If a solid angle is contained by three plane angles, then the sum of any two is greater than the remaining one.

Let the solid angle at *A* be contained by the three plane angles *BAC, CAD,* and *DAB.*

I say that the sum of any two of the angles *BAC, CAD,* and *DAB* is greater than the remaining one.

If the angles *BAC, CAD,* and *DAB* are equal to one another, then it is clear that the sum of any two is greater than the remaining one.
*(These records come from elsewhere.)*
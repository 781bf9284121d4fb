use anyhow::{Context, Result};
use log::{error, info, warn};
use std::env;
use std::path::PathBuf;
use tokio::signal;
use tokio::sync::broadcast::error::RecvError;

use unichat::config::{self, ConfigWatcher};
use unichat::prelude::*;

const DEFAULT_CONFIG_PATH: &str = "unichat.yaml";

/// Resolves on Ctrl+C, or SIGTERM on unix
async fn shutdown_signal() {
    let ctrl_c = async {
        if let Err(e) = signal::ctrl_c().await {
            error!("Failed to listen for Ctrl+C signal: {}", e);
            std::future::pending::<()>().await;
        }
    };

    #[cfg(unix)]
    let terminate = async {
        match signal::unix::signal(signal::unix::SignalKind::terminate()) {
            Ok(mut sigterm) => {
                sigterm.recv().await;
            }
            Err(e) => {
                error!("Failed to register SIGTERM handler: {}", e);
                std::future::pending::<()>().await;
            }
        }
    };

    #[cfg(not(unix))]
    let terminate = std::future::pending::<()>();

    tokio::select! {
        _ = ctrl_c => info!("Received Ctrl+C signal, shutting down..."),
        _ = terminate => info!("Received SIGTERM signal, shutting down..."),
    }
}

async fn next_config(watcher: &mut Option<ConfigWatcher>) -> Option<ChatConfig> {
    match watcher {
        Some(watcher) => watcher.next().await,
        None => std::future::pending().await,
    }
}

#[tokio::main]
async fn main() -> Result<()> {
    // Load environment variables and initialize logging
    dotenv::dotenv().ok();
    env_logger::Builder::from_default_env()
        .filter_level(log::LevelFilter::Info)
        .parse_default_env()
        .init();

    info!("Starting Unichat v{}", unichat::VERSION);

    let config_path = env::var("UNICHAT_CONFIG")
        .map(PathBuf::from)
        .unwrap_or_else(|_| PathBuf::from(DEFAULT_CONFIG_PATH));
    let config = ChatConfig::load(&config_path)
        .await
        .with_context(|| format!("failed to load configuration from {}", config_path.display()))?;

    let mut watcher = match config::watch(&config_path) {
        Ok(watcher) => {
            info!("Watching {} for changes", config_path.display());
            Some(watcher)
        }
        Err(e) => {
            warn!("Configuration hot-reload disabled: {}", e);
            None
        }
    };

    let sink = TerminalSink::stdout(config.max_width);
    let mut supervisor = ChatSupervisor::new(config, Box::new(sink));
    let mut status_changes = supervisor.subscribe();

    let shutdown = shutdown_signal();
    tokio::pin!(shutdown);

    // Startup and reloads stay interruptible by a shutdown signal
    let interrupted = tokio::select! {
        _ = &mut shutdown => true,
        result = supervisor.initialize() => {
            result?;
            false
        }
    };

    while !interrupted {
        tokio::select! {
            _ = &mut shutdown => break,
            Some(updated) = next_config(&mut watcher) => {
                let reloaded = tokio::select! {
                    _ = &mut shutdown => None,
                    result = supervisor.reconfigure(updated) => Some(result),
                };
                match reloaded {
                    None => break,
                    Some(Err(e)) => error!("Failed to apply new configuration: {:#}", e),
                    Some(Ok(())) => {}
                }
            }
            change = status_changes.recv() => match change {
                Ok(change) => info!("{} is now {:?}", change.platform, change.state),
                Err(RecvError::Lagged(skipped)) => warn!("Missed {} status updates", skipped),
                Err(RecvError::Closed) => break,
            },
        }
    }

    supervisor.teardown_all().await;
    info!("Unichat shutdown complete");
    Ok(())
}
But, if not, let *BAC* be greater. In the plane through *BA* and *AC,* construct the angle *BAE* equal to the angle *DAB* at the point *A* on the straight line *AB.* Make *AE* equal to *AD,* draw *BEC* across through the point *E* cutting the straight lines *AB* and *AC* at the points *B* and *C,* and join *DB* and *DC.*

Now, since *DA* equals *AE,* and *AB* is common, therefore two sides are equal to two sides. And the angle *DAB* equals the angle *BAE,* therefore the base *DB* equals the base *BE.*

And, since the sum of the two sides *BD* and *DC* is greater than *BC,* and of these *DB* was proved equal to *BE,* therefore the remainder *DC* is greater than the remainder *EC.*

Now, since *DA* equals *AE,* and *AC* is common, and the base *DC* is greater than the base *EC,* therefore the angle *DAC* is greater than the angle *EAC.*

But the angle *BAE* equals the angle *DAB,* therefore the sum of the angles *DAB* and *DAC* is greater than the angle *BAC.*

Similarly we can prove that the sum of any two of the remaining angles is greater than the remaining one.

Therefore, *if a solid angle is contained by three plane angles, then the sum of any two is greater than the remaining one.*

Q.E.D.

Various interpretations have been made of the intent of the form of proof, but all require minor changes to clarify the structure.